Coelacanth's Dream

Linux Kernel に Intel Thread Director を実装するパッチ

Intel のソフトウェアエンジニア Ricardo Neri 氏により、Linux Kernel のスケジューラに Intel Thread Director (ITD) を実装するパッチが投稿されている。
Ricardo Neri 氏はこれまでにも Linux Kernel における Alder Lake のスケジューリングを改善するパッチ1や HFI (Hardware Feedback Interface) を活用するパッチを投稿している。
パッチは RFC (Request for Comments) の段階にあり、現在のパッチがそのまま取り込まれるのではなく、いくつかバージョンを重ねた後にメインラインに取り込まれると思われる。

 +
 +config INTEL_THREAD_DIRECTOR
 +	bool "Intel Thread Director"
 +	depends on INTEL_HFI_THERMAL
 +	depends on SMP
 +	select SCHED_TASK_CLASSES
 +	help
 +	  Select this option to enable the Intel Thread Director. If selected,
 +	  hardware classifies tasks based on the type of instructions they
 +	  execute. It also provides performance capabilities for each class of
 +	  task. On hybrid processors, the scheduler uses this data to place
 +	  tasks of classes of higher performance on higher-performnance CPUs.

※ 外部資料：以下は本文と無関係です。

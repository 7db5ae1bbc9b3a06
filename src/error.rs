//! Error type for the validated and parsing parts of the API.
//!
//! The filter arithmetic itself never fails. Errors only come from
//! [`FilterParams::validate`](crate::FilterParams::validate) and from parsing
//! a [`FilterType`](crate::FilterType) by name.

use thiserror::Error;

/// Errors reported when checking filter parameters or parsing filter names.
#[derive(Debug, Clone, PartialEq, Error)]
pub enum Error {
    /// The name did not match any filter type
    #[error("unknown filter type: '{0}'")]
    UnknownFilterType(String),
    /// Normalized cutoff outside the open interval (0, 0.5)
    #[error("cutoff {0} is outside the open interval (0, 0.5)")]
    CutoffOutOfRange(f64),
    /// Q must be finite and strictly positive
    #[error("q must be finite and greater than zero, got {0}")]
    InvalidQ(f64),
    /// Peak gain must be a finite number of decibels
    #[error("peak gain must be finite, got {0} dB")]
    NonFiniteGain(f64),
}

/// Convenience alias used throughout the crate.
pub type Result<T> = std::result::Result<T, Error>;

用語関係としては、Alder Lake からサポートしている EHFI (Enhanced Hardware Feedback Interface) を活用したスケジューリング機能が ITD と認識していたが、パッチでは EHFI を使わず ITD で統一されている。
おそらくは先に HFI (Hardware Feedback Interface) を活用するパッチがメインラインに取り込まれているため、HFI との混同を避けるために ITD を使っていると思われる。2
HFI は最初の Intel ハイブリッドプロセッサ Lakefield からサポートされており、スケジューラに対するヒントとして、性能と電力効率それぞれの相対的なレベルを示す値 (8-bits, 0-255) を論理プロセッサ (スレッド数) 分提供する機能となる。
ITD (EHFI) は HFI から実行中のスレッドや命令の種類を示す Class の情報が追加され、各 Class に性能と電力効率のレベルが存在する。
Class を自動で分類し、Class ごとに性能と電力効率の状況を示すレベルを出力するまでがハードウェア側の機能となる。
また実行中の Class は MSR (IA32_THREAD_FEEDBACK_CHAR, 0x17D2) から読み取ることができる。
現在の Class の分類が、次の Class の分類に影響を与えるのを防ぐため、履歴をリセットする HRESET 命令も用意されている。

ITD (EHFI) の機能フラグビットは CPUID[LEAF=0x6].EAX[Bit23] となり、サポートしてる Class の数は CPUID[LEAF=0x6].ECX[Bit15-08] から確認することができる。

  #define X86_FEATURE_HFI			(14*32+19) /* Hardware Feedback Interface */
 +#define X86_FEATURE_ITD			(14*32+23) /* Intel Thread Director */

Intel Thread Director

パッチは ITD (EHFI) から取得できる Class の概念を導入し、SMT (HTT) における ASYM_PACKING (asymmetric packing) と組み合わせることでロードバランサの改善を目的としたものとなる。
また、Ricardo Neri 氏は、パッチには ITD を使用した Intel ハイブリッドプロセッサの完全な実装 (full implementation) が含まれているとしている。

パッチでは各 Class の種類について詳細は書かれていないが、Intel が公開している Optimization Reference Manual によれば、以下のような割り当てとなっている。

Intel Thread Director Description
Class 0 Non-vectorized integer or floating-point code.
Class 1 Integer or floating-point vectorized code,
excluding Intel® Deep Learning Boost (Intel® DL Boost) code.
Class 2 Intel DL Boost code.
Class 3 Pause (spin-wait) dominated code.

Class 0 がベクトル化 (SIMD化) されていない整数演算と浮動小数点演算、Class 1 が VNNI (Vector Neural Network Instructions) 系命令は含まないベクトル化 (SIMD化) された整数演算と浮動小数点演算、Class 2 が VNNI系命令、Class 3 がスピン・ウェイト・ループという割り当てとなる。
VNNI系命令が Class 1 から分離されているのは、推論処理等を E-Core (Atom, Gracemont) で実行することを想定しているのではないかと思われる。
Hot Chips 33 における Alder Lake と Intel Thread Directore の発表では、Class 0 が主要なアプリケーション、Class 1/2 が新しいアプリケーション (Emerging application) とされていた。

ITD (EHFI) の実装によりタスクごとに Class の情報が追加されることで、例えば同 P-Core 内の 2-Threads に異なる Class のタスク (Class 0 [Int] + Class 1/2 [SIMD]) を割り当てることで P-Core あたりの稼働率とスループットを最大化するといったスケジューリングが可能になると思われる。